An attempt to address Europe’s unfinished business, the Corfu Process is an opportunity for us to come together to assess the gaps in our common security, to craft more effective responses to existing challenges, and – most importantly – to generate new political will for joint action.
This includes action to preserve arms-control regimes, including the Treaty on Conventional Armed Forces in Europe; to accelerate the resolution of protracted conflicts; to promote human rights and fundamental freedoms; and to assess and address traditional and new threats.
We cannot afford to leave the region’s protracted conflicts such as the ones in Nagorno-Karabakh and Transnistria on the back burner, as last year’s war in Georgia made abundantly clear. People living in these areas need peace and stability, not a fragile status quo that could suddenly shatter and turn violent.

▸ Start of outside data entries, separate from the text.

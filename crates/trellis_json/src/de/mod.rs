//! Deserializer dispatch.
//!
//! Strategies are tried in list order (first match wins) and cached by
//! `(token kind, requested type)` once matched. The context handed to a
//! parser exposes the token stream, a recursive parse callback, and the
//! call-scoped reference table.

use std::sync::Arc;

use trellis_reflect::Reflect;
use trellis_reflect::info::TypeInfo;

use crate::engine::Engine;
use crate::error::DeserializeError;
use crate::meta::{
    GENERICS_KEY, ID_KEY, PendingCandidate, REF_KEY, ReadSession, TYPE_KEY, VALUES_KEY, WrapFn,
    is_metadata_key,
};
use crate::token::{Token, TokenKind, Tokenizer};

// -----------------------------------------------------------------------------
// Modules

pub(crate) mod parsers;

// -----------------------------------------------------------------------------
// ParseOutcome

/// A successfully parsed value, plus any forward references discovered
/// beneath it that are still waiting for their targets.
pub struct Resolved {
    pub value: Box<dyn Reflect>,
    /// Pending candidates, paths relative to `value`.
    pub pending: Vec<PendingCandidate>,
}

impl Resolved {
    /// A value with nothing pending.
    pub fn plain(value: Box<dyn Reflect>) -> Self {
        Self {
            value,
            pending: Vec::new(),
        }
    }
}

/// The result of one parse step: a value, or a deferred reference.
/// Exactly one of the two, never both.
pub enum ParseOutcome {
    Resolved(Resolved),
    /// A `$ref` to an id not yet registered. `wraps` rebuilds the slot's
    /// declared shape around the handle once the target registers.
    Deferred { awaited: u64, wraps: Vec<WrapFn> },
}

impl From<Resolved> for ParseOutcome {
    fn from(resolved: Resolved) -> Self {
        Self::Resolved(resolved)
    }
}

// -----------------------------------------------------------------------------
// TokenParser

/// A deserialization strategy for one (token kind, target type) family.
pub trait TokenParser: Send + Sync {
    /// The applicability predicate; consulted in list order, first match
    /// wins.
    fn accepts(&self, token: TokenKind, target: &'static TypeInfo) -> bool;

    /// Whether a match may be recorded in the dispatch cache.
    fn cacheable(&self) -> bool {
        true
    }

    /// Parses one value. `token` is the value's first token, already
    /// pulled from the stream.
    fn parse(
        &self,
        cx: &mut ParseCx<'_, '_>,
        token: Token<'_>,
        target: &'static TypeInfo,
    ) -> Result<ParseOutcome, DeserializeError>;
}

/// A polymorphic-switch strategy: takes over parsing of one concrete type
/// after the metadata section named it.
pub trait PolySwitch: Send + Sync {
    /// Parses the remainder of the body. The metadata section has been
    /// consumed (`meta`); `closed` reports whether the closing `}` was
    /// consumed with it.
    fn parse_body(
        &self,
        cx: &mut ParseCx<'_, '_>,
        meta: &MetaSection,
        concrete: &'static TypeInfo,
        closed: bool,
    ) -> Result<ParseOutcome, DeserializeError>;
}

// -----------------------------------------------------------------------------
// TokenCursor

/// The pull cursor over the token stream, with one token of lookahead.
pub struct TokenCursor<'src> {
    tokenizer: Tokenizer<'src>,
    peeked: Option<Token<'src>>,
}

impl<'src> TokenCursor<'src> {
    pub fn new(input: &'src str) -> Self {
        Self {
            tokenizer: Tokenizer::new(input),
            peeked: None,
        }
    }

    /// Pulls the next token.
    pub fn next(&mut self) -> Result<Token<'src>, DeserializeError> {
        match self.peeked.take() {
            Some(token) => Ok(token),
            None => Ok(self.tokenizer.next_token()?),
        }
    }

    /// Peeks at the next token without consuming it.
    pub fn peek(&mut self) -> Result<&Token<'src>, DeserializeError> {
        if self.peeked.is_none() {
            self.peeked = Some(self.tokenizer.next_token()?);
        }
        Ok(self.peeked.as_ref().expect("just peeked"))
    }

    /// Pulls the next token, failing unless it has the given kind.
    pub fn expect(
        &mut self,
        kind: TokenKind,
        expected: &'static str,
    ) -> Result<Token<'src>, DeserializeError> {
        let token = self.next()?;
        if token.kind == kind {
            Ok(token)
        } else {
            Err(DeserializeError::Unexpected {
                expected,
                found: token.kind,
                pos: token.pos,
            })
        }
    }

    /// Whether only whitespace remains.
    pub fn at_end(&mut self) -> bool {
        self.peeked.is_none() && self.tokenizer.at_end()
    }

    /// Current byte position.
    pub fn position(&self) -> usize {
        match &self.peeked {
            Some(token) => token.pos,
            None => self.tokenizer.position(),
        }
    }
}

// -----------------------------------------------------------------------------
// ParseCx

/// The context a parser runs with.
pub struct ParseCx<'a, 'src> {
    pub(crate) engine: &'a Engine,
    pub(crate) cursor: &'a mut TokenCursor<'src>,
    pub(crate) session: &'a mut ReadSession,
}

impl<'src> ParseCx<'_, 'src> {
    /// The owning engine.
    pub fn engine(&self) -> &Engine {
        self.engine
    }

    /// The token cursor, for strategies that walk a body themselves.
    pub fn cursor(&mut self) -> &mut TokenCursor<'src> {
        &mut *self.cursor
    }

    /// Normalizes a document key with the engine's normalizer.
    pub fn normalize(&self, key: &str) -> String {
        self.engine.config().key_normalizer.normalize(key)
    }

    /// Pulls the next token and parses it against `target`.
    pub fn parse_next(
        &mut self,
        target: &'static TypeInfo,
    ) -> Result<ParseOutcome, DeserializeError> {
        let token = self.cursor.next()?;
        self.parse_token(token, target)
    }

    /// Dispatches one already-pulled token against `target`.
    pub fn parse_token(
        &mut self,
        token: Token<'_>,
        target: &'static TypeInfo,
    ) -> Result<ParseOutcome, DeserializeError> {
        let parser = self.engine.parser_for(token.kind, target)?;
        parser.parse(self, token, target)
    }

    /// Consumes the next complete value without interpreting it.
    pub fn skip_value(&mut self) -> Result<(), DeserializeError> {
        let token = self.cursor.next()?;
        match token.kind {
            TokenKind::BeginObject | TokenKind::BeginArray => {
                let mut depth = 1usize;
                while depth > 0 {
                    let token = self.cursor.next()?;
                    match token.kind {
                        TokenKind::BeginObject | TokenKind::BeginArray => depth += 1,
                        TokenKind::EndObject | TokenKind::EndArray => depth -= 1,
                        _ => {}
                    }
                }
                Ok(())
            }
            TokenKind::Str
            | TokenKind::SignedInt
            | TokenKind::UnsignedInt
            | TokenKind::Float
            | TokenKind::True
            | TokenKind::False
            | TokenKind::Null => Ok(()),
            other => Err(DeserializeError::Unexpected {
                expected: "a value",
                found: other,
                pos: token.pos,
            }),
        }
    }
}

// -----------------------------------------------------------------------------
// Metadata section

/// The decoded leading metadata keys of a complex value.
#[derive(Default)]
pub struct MetaSection {
    pub ref_id: Option<u64>,
    pub id: Option<u64>,
    pub type_name: Option<String>,
    pub generics: Vec<String>,
    /// `$values` was consumed up to its `:`; the collection body is the
    /// next value on the stream.
    pub values_pending: bool,
}

/// Reads the metadata section after a consumed `{`.
///
/// Returns the section and whether the object's closing `}` was consumed
/// along the way (metadata-only bodies). Stops before the first
/// non-metadata key.
pub(crate) fn read_meta_section(
    cx: &mut ParseCx<'_, '_>,
) -> Result<(MetaSection, bool), DeserializeError> {
    let mut meta = MetaSection::default();

    loop {
        let next_is_meta = {
            let token = cx.cursor.peek()?;
            match token.kind {
                TokenKind::EndObject => {
                    cx.cursor.next()?;
                    return Ok((meta, true));
                }
                TokenKind::Key => is_metadata_key(token.text.as_ref()),
                other => {
                    let pos = token.pos;
                    return Err(DeserializeError::Unexpected {
                        expected: "object key or `}`",
                        found: other,
                        pos,
                    });
                }
            }
        };
        if !next_is_meta {
            return Ok((meta, false));
        }

        let key = cx.cursor.next()?;
        cx.cursor.expect(TokenKind::PairDelim, "`:`")?;

        match key.text.as_ref() {
            REF_KEY => meta.ref_id = Some(parse_object_id(cx)?),
            ID_KEY => meta.id = Some(parse_object_id(cx)?),
            TYPE_KEY => {
                let token = cx.cursor.expect(TokenKind::Str, "type name string")?;
                meta.type_name = Some(token.text.into_owned());
            }
            GENERICS_KEY => {
                cx.cursor.expect(TokenKind::BeginArray, "`[`")?;
                loop {
                    if cx.cursor.peek()?.kind == TokenKind::EndArray {
                        cx.cursor.next()?;
                        break;
                    }
                    let arg = cx.cursor.expect(TokenKind::Str, "type name string")?;
                    meta.generics.push(arg.text.into_owned());
                    if cx.cursor.peek()?.kind == TokenKind::ValueDelim {
                        cx.cursor.next()?;
                    }
                }
            }
            VALUES_KEY => {
                meta.values_pending = true;
                return Ok((meta, false));
            }
            _ => unreachable!("guarded by is_metadata_key"),
        }

        let separator = cx.cursor.next()?;
        match separator.kind {
            TokenKind::ValueDelim => {}
            TokenKind::EndObject => return Ok((meta, true)),
            other => {
                return Err(DeserializeError::Unexpected {
                    expected: "`,` or `}`",
                    found: other,
                    pos: separator.pos,
                });
            }
        }
    }
}

/// Object ids travel as strings (`"1"`) but bare integers are accepted.
fn parse_object_id(cx: &mut ParseCx<'_, '_>) -> Result<u64, DeserializeError> {
    let token = cx.cursor.next()?;
    let parsed = match token.kind {
        TokenKind::Str | TokenKind::UnsignedInt => token.text.parse::<u64>().ok(),
        _ => None,
    };
    parsed.ok_or(DeserializeError::Unexpected {
        expected: "object id",
        found: token.kind,
        pos: token.pos,
    })
}

// -----------------------------------------------------------------------------
// Default strategy list

/// The built-in parsers, in dispatch order.
pub(crate) fn default_parsers() -> Vec<Arc<dyn TokenParser>> {
    vec![
        Arc::new(parsers::OptionalParser),
        Arc::new(parsers::SharedParser),
        Arc::new(parsers::DynamicParser),
        Arc::new(parsers::LeafParser),
        Arc::new(parsers::EnumParser),
        Arc::new(parsers::ListParser),
        Arc::new(parsers::MapParser),
        Arc::new(parsers::ComplexParser),
    ]
}
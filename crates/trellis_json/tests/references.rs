//! Reference preservation: aliasing, cycles, forward references, and the
//! recursion ceiling.

use trellis_json::{DeserializeError, Engine, EngineConfig, SerializeError};
use trellis_reflect::registry::TypeRegistryArc;
use trellis_reflect::{Shared, derive::Reflect};

#[derive(Reflect, Debug, Default, PartialEq)]
#[reflect(type_path = "graph::Node", default)]
struct Node {
    tag: String,
}

// Deferred members bypass constructor parameters, so graph owners keep a
// default-construction path open.
#[derive(Reflect, Default)]
#[reflect(type_path = "graph::Pair", default)]
struct Pair {
    left: Shared<Node>,
    right: Shared<Node>,
}

#[derive(Reflect, Default)]
#[reflect(type_path = "graph::ListNode", default)]
struct ListNode {
    label: String,
    next: Option<Shared<ListNode>>,
}

fn registry() -> TypeRegistryArc {
    let registry = TypeRegistryArc::default();
    {
        let mut registry = registry.write();
        registry.register::<Pair>();
        registry.register::<ListNode>();
    }
    registry
}

fn preserving_engine() -> Engine {
    Engine::with_config(registry(), EngineConfig::new().preserve_references(true))
}

#[test]
fn aliases_serialize_as_one_body_plus_reference() {
    let engine = preserving_engine();
    let node = Shared::new(Node { tag: "x".into() });
    let pair = Pair {
        left: node.clone(),
        right: node,
    };

    let text = engine.serialize(&pair).unwrap();
    assert_eq!(
        text,
        r#"{"$id":"1","left":{"$id":"2","tag":"x"},"right":{"$ref":"2"}}"#
    );

    let back: Pair = engine.deserialize(&text).unwrap();
    assert!(Shared::ptr_eq(&back.left, &back.right));
    assert_eq!(back.left.borrow().tag, "x");
}

#[test]
fn preservation_off_writes_independent_bodies() {
    let engine = Engine::new(registry());
    let node = Shared::new(Node { tag: "x".into() });
    let pair = Pair {
        left: node.clone(),
        right: node,
    };

    let text = engine.serialize(&pair).unwrap();
    assert_eq!(text, r#"{"left":{"tag":"x"},"right":{"tag":"x"}}"#);

    let back: Pair = engine.deserialize(&text).unwrap();
    assert!(!Shared::ptr_eq(&back.left, &back.right));
}

#[test]
fn forward_reference_resolves_within_the_call() {
    let engine = preserving_engine();
    // `left` references an id introduced only later by `right`.
    let text = r#"{"left":{"$ref":"9"},"right":{"$id":"9","tag":"fwd"}}"#;

    let back: Pair = engine.deserialize(text).unwrap();
    assert!(Shared::ptr_eq(&back.left, &back.right));
    assert_eq!(back.right.borrow().tag, "fwd");
}

#[test]
fn forward_reference_through_nested_plain_values() {
    #[derive(Reflect, Default)]
    #[reflect(type_path = "graph::Inner", default)]
    struct Inner {
        link: Option<Shared<Node>>,
    }

    #[derive(Reflect)]
    #[reflect(type_path = "graph::Outer")]
    struct Outer {
        wrapper: Inner,
        target: Option<Shared<Node>>,
    }

    let registry = registry();
    registry.write().register::<Outer>();
    let engine = Engine::with_config(registry, EngineConfig::new().preserve_references(true));

    let text = r#"{"wrapper":{"link":{"$ref":"7"}},"target":{"$id":"7","tag":"t"}}"#;
    let back: Outer = engine.deserialize(text).unwrap();

    let link = back.wrapper.link.as_ref().unwrap();
    let target = back.target.as_ref().unwrap();
    assert!(Shared::ptr_eq(link, target));
}

#[test]
fn unresolved_forward_reference_is_an_error() {
    let engine = preserving_engine();
    let text = r#"{"left":{"$ref":"9"},"right":{"$id":"1","tag":"x"}}"#;
    assert!(matches!(
        engine.deserialize::<Pair>(text),
        Err(DeserializeError::UnresolvedReference { id: 9 })
    ));
}

#[test]
fn cyclic_graph_round_trips() {
    let engine = preserving_engine();

    let a = Shared::new(ListNode {
        label: "a".into(),
        next: None,
    });
    let b = Shared::new(ListNode {
        label: "b".into(),
        next: Some(a.clone()),
    });
    a.borrow_mut().next = Some(b.clone());

    let text = engine.serialize(&a).unwrap();
    assert_eq!(
        text,
        r#"{"$id":"1","label":"a","next":{"$id":"2","label":"b","next":{"$ref":"1"}}}"#
    );

    let a2: Shared<ListNode> = engine.deserialize(&text).unwrap();
    let b2 = a2.borrow().next.clone().unwrap();
    let around = b2.borrow().next.clone().unwrap();
    assert!(Shared::ptr_eq(&a2, &around));
    assert_eq!(b2.borrow().label, "b");
}

#[test]
fn self_reference_round_trips() {
    let engine = preserving_engine();
    let node = Shared::new(ListNode {
        label: "loop".into(),
        next: None,
    });
    node.borrow_mut().next = Some(node.clone());

    let text = engine.serialize(&node).unwrap();
    assert_eq!(
        text,
        r#"{"$id":"1","label":"loop","next":{"$ref":"1"}}"#
    );

    let back: Shared<ListNode> = engine.deserialize(&text).unwrap();
    let next = back.borrow().next.clone().unwrap();
    assert!(Shared::ptr_eq(&back, &next));
}

#[test]
fn unguarded_cycle_hits_the_depth_ceiling() {
    let engine = Engine::new(registry());
    let node = Shared::new(ListNode {
        label: "loop".into(),
        next: None,
    });
    node.borrow_mut().next = Some(node.clone());

    assert!(matches!(
        engine.serialize(&node),
        Err(SerializeError::DepthExceeded { .. })
    ));
}

#[test]
fn shared_elements_in_collections() {
    let engine = preserving_engine();
    let node = Shared::new(Node { tag: "n".into() });
    let list: Vec<Shared<Node>> = vec![node.clone(), node];

    let text = engine.serialize(&list).unwrap();
    assert_eq!(text, r#"[{"$id":"1","tag":"n"},{"$ref":"1"}]"#);

    let back: Vec<Shared<Node>> = engine.deserialize(&text).unwrap();
    assert!(Shared::ptr_eq(&back[0], &back[1]));
}

#[test]
fn forward_reference_in_a_collection_is_undeferrable() {
    let engine = preserving_engine();
    let text = r#"[{"$ref":"1"},{"$id":"1","tag":"n"}]"#;
    assert!(matches!(
        engine.deserialize::<Vec<Shared<Node>>>(text),
        Err(DeserializeError::UndeferrableForward { id: 1 })
    ));
}

#[test]
fn shared_list_takes_the_values_envelope() {
    let engine = preserving_engine();
    let list = Shared::new(vec![1u32, 2, 3]);

    let text = engine.serialize(&list).unwrap();
    assert_eq!(text, r#"{"$id":"1","$values":[1,2,3]}"#);

    let back: Shared<Vec<u32>> = engine.deserialize(&text).unwrap();
    assert_eq!(*back.borrow(), vec![1, 2, 3]);
}

#[test]
fn shared_list_without_preservation_is_a_bare_array() {
    let engine = Engine::new(registry());
    let list = Shared::new(vec![1u32, 2]);
    let text = engine.serialize(&list).unwrap();
    assert_eq!(text, "[1,2]");

    let back: Shared<Vec<u32>> = engine.deserialize(&text).unwrap();
    assert_eq!(*back.borrow(), vec![1, 2]);
}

Security challenges in neighboring regions also require a joint response. Afghanistan is a case in point. And threats like terrorism, trafficking of arms, drugs, and people, and climate change are borderless and complex. Only a joint response can be effective.
The fall of the Berlin Wall marked the end of an era of mistrust and division, and opened the way for cooperation aimed at a peaceful and stable Europe. Europe has come a long way from those years of division, but we have not yet fully reaped the benefits promised by the wave of change of 1989.
The OSCE meeting in Athens comes at a critical time, when Europeans must move into the twenty-first century more united than ever before. We must take this opportunity to restore the full capacity of the OSCE and make a fresh commitment to an indivisible European security system.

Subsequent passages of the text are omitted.